« Stuff The Internet Says On Scalability For November 14th, 2014 | Main | Sponsored Post: Apple, Asana, Hypertable, Sprout Social, Scalyr, FoundationDB, AiScaler, Aerospike, AppDynamics, ManageEngine, Site24x7 »
Wednesday
Nov122014

Three Reasons You Probably Don’t Need Multi-Data Center Capabilities

This is a guest post by Nikhil Palekar, Systems Architect, FoundationDB

For many organizations that care a lot about strong consistency and low latency or haven’t already built a fault tolerant application tier on top of their database, adding a multiple data center (MDC) database implementation may create more complexity or unintended consequences than meaningful benefits. Why might that be?

Choosing a database that meets the needs of your application is a significant decision because it’s such a fundamental part of the system you’re building. Without a solid back-end that supports your application and provides meaningful guarantees, the rest of your application is limited in terms of how robust, scalable, and fault-tolerant it can be when stressed.

One way that many developers have started building fault tolerance into their systems is by distributing their database across multiple data centers. “Eventually consistent” systems, which aim to eventually make data consistent across nodes, can be implemented across data centers more easily than databases with “strong consistency” guarantees because they provide limited guarantees about the state of the data they store. However, that decision to distribute the system across multiple, physical locations is not something that should be taken lightly, as it introduces additional complexity into the entire system. If your distributed database is the main database of record for your application, having inconsistent state or lost data probably isn’t a good idea.

Many applications have not been designed with this multi-location, distributed setup in mind at the application level, so they actually don’t need MDC from the database either!
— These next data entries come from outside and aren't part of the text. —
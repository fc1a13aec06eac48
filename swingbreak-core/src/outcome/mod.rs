//! Trade outcome simulation.
//!
//! Resolves each emitted signal against the bars that follow it under a
//! chosen exit policy. All policies share one forward scan that starts on the
//! bar after the signal became known.

pub mod simulate;

use chrono::NaiveDateTime;
use serde::{Deserialize, Serialize};

use crate::domain::Direction;

pub use simulate::{simulate, simulate_one};

/// Exit-management rule applied to every signal of a run.
#[derive(Debug, Clone, Copy, PartialEq, Default, Serialize, Deserialize)]
#[serde(tag = "policy", rename_all = "snake_case")]
pub enum ExitPolicy {
    /// Whole position to the signal's target or stop.
    #[default]
    Full,
    /// Half at target; the rest rides with a breakeven stop until the next
    /// opposite signal.
    Partial,
    /// Stop trails `step_r` behind the best excursion once it reaches `lock_r`.
    Trailing { lock_r: f64, step_r: f64 },
    /// Stop moves to entry at `trigger_r`; target at `target_r`.
    Breakeven { trigger_r: f64, target_r: f64 },
}

impl ExitPolicy {
    /// Short label for tables and file names.
    pub fn label(&self) -> String {
        match self {
            ExitPolicy::Full => "full".into(),
            ExitPolicy::Partial => "partial".into(),
            ExitPolicy::Trailing { lock_r, step_r } => format!("trail_{lock_r}_{step_r}"),
            ExitPolicy::Breakeven {
                trigger_r,
                target_r,
            } => format!("be_{trigger_r}_{target_r}"),
        }
    }
}

/// How a trade (or one leg of it) ended.
#[derive(Debug, Clone, Copy, PartialEq, Eq, Hash, Serialize, Deserialize)]
#[serde(rename_all = "SCREAMING_SNAKE_CASE")]
pub enum ExitReason {
    Tp,
    Sl,
    /// Stopped at entry after the stop was moved there.
    Breakeven,
    /// Stopped by a trailed stop beyond the original one.
    Trail,
    /// Closed at the bar where the next opposite signal was emitted.
    Opposite,
    /// Unresolved at series end; marked to market.
    Open,
}

impl ExitReason {
    pub fn as_str(self) -> &'static str {
        match self {
            ExitReason::Tp => "TP",
            ExitReason::Sl => "SL",
            ExitReason::Breakeven => "BE",
            ExitReason::Trail => "TRAIL",
            ExitReason::Opposite => "OPP",
            ExitReason::Open => "OPEN",
        }
    }
}

/// One half of a partial exit.
#[derive(Debug, Clone, Copy, PartialEq, Serialize, Deserialize)]
pub struct LegOutcome {
    pub reason: ExitReason,
    pub exit_index: Option<usize>,
    pub exit_price: f64,
    pub pnl_r: f64,
}

/// Resolved trade for one signal under one exit policy.
#[derive(Debug, Clone, PartialEq, Serialize, Deserialize)]
pub struct TradeOutcome {
    /// Position of the signal in the detector's output.
    pub signal: usize,
    pub direction: Direction,
    pub entry: f64,
    pub stop: f64,
    pub target: f64,
    pub planned_rr: f64,
    pub break_index: usize,
    pub confirm_index: usize,
    pub signal_index: usize,
    pub signal_time: NaiveDateTime,
    pub reason: ExitReason,
    /// `None` while the trade is still open.
    pub exit_index: Option<usize>,
    pub exit_time: Option<NaiveDateTime>,
    pub exit_price: f64,
    pub pnl_r: f64,
    pub bars_held: usize,
    /// Per-leg detail for partial exits; empty otherwise.
    #[serde(default, skip_serializing_if = "Vec::is_empty")]
    pub legs: Vec<LegOutcome>,
}

impl TradeOutcome {
    pub fn is_closed(&self) -> bool {
        self.reason != ExitReason::Open
    }

    pub fn is_win(&self) -> bool {
        self.pnl_r > 0.0
    }

    /// Bars from the broken swing to the confirming bar.
    pub fn bars_to_confirm(&self) -> usize {
        self.confirm_index.saturating_sub(self.break_index)
    }
}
There are definitely situations where MDC is helpful and desirable, but there are plenty of situations, some of which are discussed below, in which you may not need MDC capabilities at the database level.

1. Your application tier might not be scalable and fault tolerant

An application stack that fully utilizes the capabilities of an MDC database has fault tolerance built into each level of the system, from the DNS information down to the hardware running the application. At the DNS level, you would want to have multiple “A” records that point to multiple load balancers to ensure that the URL for your application can be resolved to an active load balancer IP even if one of those load balancers failed or can’t be reached. (Obviously fault tolerance at the DNS provider level is helpful too, but as the user, you can’t do too much to ensure that your DNS provider is resilient to failures.)

At the next level down, you would want to ensure that your load balancers are able to scale and handle failures as well. There are a number of ways to approach adding fault tolerance at this level, such as using an “elastic” load balancer that gets scaled up as part of what Amazon calls an “auto scaling” group, for example, which also allows it to handle failures of individual server “instances” to eliminate the load balancer tier as a single point of failure.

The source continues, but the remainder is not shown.